#### Problem details:
The entries below must be returned exactly as they stand.

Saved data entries
◇ ◇ ◇

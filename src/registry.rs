// Copyright (c) 2025-2026 Adrian Robinson. Licensed under the AGPL-3.0.
// See LICENSE file in the project root for full license text.

//! Read-only registry of index targets and per-type sync configuration.
//!
//! Built once at startup and shared behind an `Arc`; nothing in it changes
//! afterwards, so lookups take no locks.
//!
//! # Example
//!
//! ```
//! use zoom_sync::{IndexTargetConfig, SyncOptions, SyncRegistry, TargetKey};
//!
//! let mut builder = SyncRegistry::builder();
//! builder.add_target(IndexTargetConfig::new("zebra.local", "public")).unwrap();
//! builder.add_target(IndexTargetConfig::new("zebra.local", "private")).unwrap();
//! builder
//!     .register_type(
//!         "Topic",
//!         SyncOptions::default()
//!             .fields(["title", "description"])
//!             .public_zoom("zebra.local", "public")
//!             .private_zoom("zebra.local", "private"),
//!     )
//!     .unwrap();
//! let registry = builder.build();
//!
//! assert!(registry.configuration("Topic").is_some());
//! assert!(registry.target(&TargetKey::new("zebra.local", "public")).is_some());
//! ```

use std::collections::HashMap;
use std::sync::Arc;

use thiserror::Error;
use tracing::{debug, warn};

use crate::config::{IndexTargetConfig, SyncOptions, TargetKey, ZoomSyncConfig};
use crate::record::is_xml_name;

/// Rejected registration.
#[derive(Error, Debug, Clone, PartialEq, Eq)]
pub enum ConfigError {
    #[error("type '{0}' is already registered")]
    DuplicateType(String),
    #[error("index target {0} is already registered")]
    DuplicateTarget(TargetKey),
    #[error("type '{type_name}' uses raw mode but configures no field")]
    RawWithoutField { type_name: String },
    #[error("type '{type_name}' configures field '{field}', which is not a valid XML element name")]
    InvalidFieldName { type_name: String, field: String },
}

/// Immutable sync configuration of one domain type.
#[derive(Debug, Clone, PartialEq, Eq)]
pub struct SyncConfiguration {
    pub type_name: String,
    /// `None` indexes every attribute
    pub fields: Option<Vec<String>>,
    pub raw: bool,
    pub public_target: Option<TargetKey>,
    pub private_target: Option<TargetKey>,
}

impl SyncConfiguration {
    /// Validate registration options for `type_name`.
    pub fn from_options(type_name: impl Into<String>, options: SyncOptions) -> Result<Self, ConfigError> {
        let type_name = type_name.into();

        if let Some(fields) = &options.fields {
            if let Some(bad) = fields.iter().find(|f| !is_xml_name(f)) {
                return Err(ConfigError::InvalidFieldName {
                    type_name,
                    field: bad.clone(),
                });
            }
        }

        let has_field = options.fields.as_ref().is_some_and(|f| !f.is_empty());
        if options.raw && !has_field {
            return Err(ConfigError::RawWithoutField { type_name });
        }

        Ok(Self {
            type_name,
            fields: options.fields,
            raw: options.raw,
            public_target: options.save_to_public_zoom,
            private_target: options.save_to_private_zoom,
        })
    }

    fn target_keys(&self) -> impl Iterator<Item = &TargetKey> {
        self.public_target.iter().chain(self.private_target.iter())
    }
}

/// Index targets keyed by `(host, database_name)` and configurations keyed by type name.
#[derive(Debug, Default)]
pub struct SyncRegistry {
    targets: HashMap<TargetKey, IndexTargetConfig>,
    types: HashMap<String, Arc<SyncConfiguration>>,
}

impl SyncRegistry {
    #[must_use]
    pub fn builder() -> SyncRegistryBuilder {
        SyncRegistryBuilder::default()
    }

    /// Build a registry from a loaded [`ZoomSyncConfig`].
    pub fn from_config(config: &ZoomSyncConfig) -> Result<Self, ConfigError> {
        let mut builder = Self::builder();
        for target in &config.targets {
            builder.add_target(target.clone())?;
        }
        for (type_name, options) in &config.types {
            builder.register_type(type_name.clone(), options.clone())?;
        }
        Ok(builder.build())
    }

    pub fn configuration(&self, type_name: &str) -> Option<Arc<SyncConfiguration>> {
        self.types.get(type_name).cloned()
    }

    /// Exact `(host, database_name)` lookup; never falls back to another target.
    pub fn target(&self, key: &TargetKey) -> Option<&IndexTargetConfig> {
        self.targets.get(key)
    }

    pub fn type_names(&self) -> impl Iterator<Item = &str> {
        self.types.keys().map(String::as_str)
    }

    #[must_use]
    pub fn target_count(&self) -> usize {
        self.targets.len()
    }
}

/// Collects targets and type registrations, then freezes them into a [`SyncRegistry`].
#[derive(Debug, Default)]
pub struct SyncRegistryBuilder {
    targets: HashMap<TargetKey, IndexTargetConfig>,
    types: HashMap<String, Arc<SyncConfiguration>>,
}

impl SyncRegistryBuilder {
    pub fn add_target(&mut self, target: IndexTargetConfig) -> Result<&mut Self, ConfigError> {
        let key = target.key();
        if self.targets.contains_key(&key) {
            return Err(ConfigError::DuplicateTarget(key));
        }
        self.targets.insert(key, target);
        Ok(self)
    }

    pub fn register_type(
        &mut self,
        type_name: impl Into<String>,
        options: SyncOptions,
    ) -> Result<&mut Self, ConfigError> {
        let type_name = type_name.into();
        if self.types.contains_key(&type_name) {
            return Err(ConfigError::DuplicateType(type_name));
        }
        let config = SyncConfiguration::from_options(type_name.clone(), options)?;
        debug!(type_name = %type_name, raw = config.raw, "Registered type for index sync");
        self.types.insert(type_name, Arc::new(config));
        Ok(self)
    }

    #[must_use]
    pub fn build(self) -> SyncRegistry {
        for config in self.types.values() {
            if config.public_target.is_none() && config.private_target.is_none() {
                warn!(type_name = %config.type_name, "Type has no index target, its records will not be indexed");
            }
            for key in config.target_keys() {
                if !self.targets.contains_key(key) {
                    warn!(type_name = %config.type_name, target = %key, "Type routes to an unregistered index target");
                }
            }
        }

        SyncRegistry {
            targets: self.targets,
            types: self.types,
        }
    }
}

◇ ◇ ◇

#### Solution to the exercise:
filename src/registry.rs
// Copyright (c) 2025-2026 Adrian Robinson. Licensed under the AGPL-3.0.
// See LICENSE file in the project root for full license text.

//! Read-only registry of index targets and per-type sync configuration.
//!
//! Built once at startup and shared behind an `Arc`; nothing in it changes
//! afterwards, so lookups take no locks.
//!
//! # Example
//!
//! ```
//! use zoom_sync::{IndexTargetConfig, SyncOptions, SyncRegistry, TargetKey};
//!
//! let mut builder = SyncRegistry::builder();
//! builder.add_target(IndexTargetConfig::new("zebra.local", "public")).unwrap();
//! builder.add_target(IndexTargetConfig::new("zebra.local", "private")).unwrap();
//! builder
//!     .register_type(
//!         "Topic",
//!         SyncOptions::default()
//!             .fields(["title", "description"])
//!             .public_zoom("zebra.local", "public")
//!             .private_zoom("zebra.local", "private"),
//!     )
//!     .unwrap();
//! let registry = builder.build();
//!
//! assert!(registry.configuration("Topic").is_some());
//! assert!(registry.target(&TargetKey::new("zebra.local", "public")).is_some());
//! ```

use std::collections::HashMap;
use std::sync::Arc;

use thiserror::Error;
use tracing::{debug, warn};

use crate::config::{IndexTargetConfig, SyncOptions, TargetKey, ZoomSyncConfig};
use crate::record::is_xml_name;

/// Rejected registration.
#[derive(Error, Debug, Clone, PartialEq, Eq)]
pub enum ConfigError {
    #[error("type '{0}' is already registered")]
    DuplicateType(String),
    #[error("index target {0} is already registered")]
    DuplicateTarget(TargetKey),
    #[error("type '{type_name}' uses raw mode but configures no field")]
    RawWithoutField { type_name: String },
    #[error("type '{type_name}' configures field '{field}', which is not a valid XML element name")]
    InvalidFieldName { type_name: String, field: String },
}

/// Immutable sync configuration of one domain type.
#[derive(Debug, Clone, PartialEq, Eq)]
pub struct SyncConfiguration {
    pub type_name: String,
    /// `None` indexes every attribute
    pub fields: Option<Vec<String>>,
    pub raw: bool,
    pub public_target: Option<TargetKey>,
    pub private_target: Option<TargetKey>,
}

impl SyncConfiguration {
    /// Validate registration options for `type_name`.
    pub fn from_options(type_name: impl Into<String>, options: SyncOptions) -> Result<Self, ConfigError> {
        let type_name = type_name.into();

        if let Some(fields) = &options.fields {
            if let Some(bad) = fields.iter().find(|f| !is_xml_name(f)) {
                return Err(ConfigError::InvalidFieldName {
                    type_name,
                    field: bad.clone(),
                });
            }
        }

        let has_field = options.fields.as_ref().is_some_and(|f| !f.is_empty());
        if options.raw && !has_field {
            return Err(ConfigError::RawWithoutField { type_name });
        }

        Ok(Self {
            type_name,
            fields: options.fields,
            raw: options.raw,
            public_target: options.save_to_public_zoom,
            private_target: options.save_to_private_zoom,
        })
    }

    fn target_keys(&self) -> impl Iterator<Item = &TargetKey> {
        self.public_target.iter().chain(self.private_target.iter())
    }
}

/// Index targets keyed by `(host, database_name)` and configurations keyed by type name.
#[derive(Debug, Default)]
pub struct SyncRegistry {
    targets: HashMap<TargetKey, IndexTargetConfig>,
    types: HashMap<String, Arc<SyncConfiguration>>,
}

impl SyncRegistry {
    #[must_use]
    pub fn builder() -> SyncRegistryBuilder {
        SyncRegistryBuilder::default()
    }

    /// Build a registry from a loaded [`ZoomSyncConfig`].
    pub fn from_config(config: &ZoomSyncConfig) -> Result<Self, ConfigError> {
        let mut builder = Self::builder();
        for target in &config.targets {
            builder.add_target(target.clone())?;
        }
        for (type_name, options) in &config.types {
            builder.register_type(type_name.clone(), options.clone())?;
        }
        Ok(builder.build())
    }

    pub fn configuration(&self, type_name: &str) -> Option<Arc<SyncConfiguration>> {
        self.types.get(type_name).cloned()
    }

    /// Exact `(host, database_name)` lookup; never falls back to another target.
    pub fn target(&self, key: &TargetKey) -> Option<&IndexTargetConfig> {
        self.targets.get(key)
    }

    pub fn type_names(&self) -> impl Iterator<Item = &str> {
        self.types.keys().map(String::as_str)
    }

    #[must_use]
    pub fn target_count(&self) -> usize {
        self.targets.len()
    }
}

/// Collects targets and type registrations, then freezes them into a [`SyncRegistry`].
#[derive(Debug, Default)]
pub struct SyncRegistryBuilder {
    targets: HashMap<TargetKey, IndexTargetConfig>,
    types: HashMap<String, Arc<SyncConfiguration>>,
}

impl SyncRegistryBuilder {
    pub fn add_target(&mut self, target: IndexTargetConfig) -> Result<&mut Self, ConfigError> {
        let key = target.key();
        if self.targets.contains_key(&key) {
            return Err(ConfigError::DuplicateTarget(key));
        }
        self.targets.insert(key, target);
        Ok(self)
    }

    pub fn register_type(
        &mut self,
        type_name: impl Into<String>,
        options: SyncOptions,
    ) -> Result<&mut Self, ConfigError> {
        let type_name = type_name.into();
        if self.types.contains_key(&type_name) {
            return Err(ConfigError::DuplicateType(type_name));
        }
        let config = SyncConfiguration::from_options(type_name.clone(), options)?;
        debug!(type_name = %type_name, raw = config.raw, "Registered type for index sync");
        self.types.insert(type_name, Arc::new(config));
        Ok(self)
    }

    #[must_use]
    pub fn build(self) -> SyncRegistry {
        for config in self.types.values() {
            if config.public_target.is_none() && config.private_target.is_none() {
                warn!(type_name = %config.type_name, "Type has no index target, its records will not be indexed");
            }
            for key in config.target_keys() {
                if !self.targets.contains_key(key) {
                    warn!(type_name = %config.type_name, target = %key, "Type routes to an unregistered index target");
                }
            }
        }

        SyncRegistry {
            targets: self.targets,
            types: self.types,
        }
    }
}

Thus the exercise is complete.